━━━ Material for this exercise ━━━

//! RGB/hex color conversion and mixing utilities.
//!
//! This crate converts between RGB channel triplets and six-digit hex codes,
//! and linearly interpolates ("mixes") two colors with an adjustable weight:
//!
//! - [`color`]: validators, formatters, and mixers as free functions
//! - [`error`]: error types for the library
//!
//! Every operation is a pure, synchronous function over small fixed-size
//! inputs; there is no shared state, so everything is safely callable from
//! any number of threads.
//!
//! # Examples
//!
//! ## Converting between representations
//!
//! ```
//! use colormix::{arr_to_hex, hex_to_arr, values_to_hex};
//!
//! let hex = arr_to_hex(&[255.0, 0.0, 128.0], true).unwrap();
//! assert_eq!(hex, "#ff0080");
//!
//! let arr = hex_to_arr("#ff0080").unwrap();
//! assert_eq!(arr, [255, 0, 128]);
//!
//! // Without the leading hash
//! let bare = values_to_hex(255.0, 0.0, 128.0, false).unwrap();
//! assert_eq!(bare, "ff0080");
//! ```
//!
//! ## Mixing colors
//!
//! ```
//! use colormix::{mix_by_array, mix_by_hex, DEFAULT_ALPHA};
//!
//! // alpha weights the FIRST color (inverted from the usual blending
//! // convention): alpha 1.0 returns the first color unchanged.
//! let mostly_white = mix_by_array(&[255.0; 3], &[0.0; 3], 0.75).unwrap();
//! assert_eq!(mostly_white, [191, 191, 191]);
//!
//! let gray = mix_by_hex("#ffffff", "#000000", DEFAULT_ALPHA).unwrap();
//! assert_eq!(gray, [128, 128, 128]);
//! ```
//!
//! ## Handling invalid input
//!
//! ```
//! use colormix::{arr_to_hex, ColorError};
//!
//! let err = arr_to_hex(&[1.0, 2.0], true).unwrap_err();
//! assert_eq!(err, ColorError::InvalidArrayLength(2));
//! ```

#![warn(missing_docs)]
#![warn(clippy::all)]
#![warn(clippy::pedantic)]
#![allow(clippy::module_name_repetitions)]
#![allow(clippy::must_use_candidate)]
#![allow(clippy::cast_possible_truncation)]
#![allow(clippy::cast_sign_loss)]
#![allow(clippy::float_cmp)]
#![allow(clippy::missing_errors_doc)]
#![allow(clippy::uninlined_format_args)]

pub mod color;
pub mod error;

// Re-export the whole public surface at the crate root for convenience
pub use color::{
    add_zero, arr_to_hex, hex_to_arr, is_valid_alpha, is_valid_arr, is_valid_hex, is_valid_value,
    mix_by_array, mix_by_hex, mix_by_value, values_to_hex, DEFAULT_ALPHA,
};
pub use error::{ColorError, Result};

━━━

Where in the records above does the word "colors" appear? Copy each line that holds it.

//! and linearly interpolates ("mixes") two colors with an adjustable weight:
//! ## Mixing colors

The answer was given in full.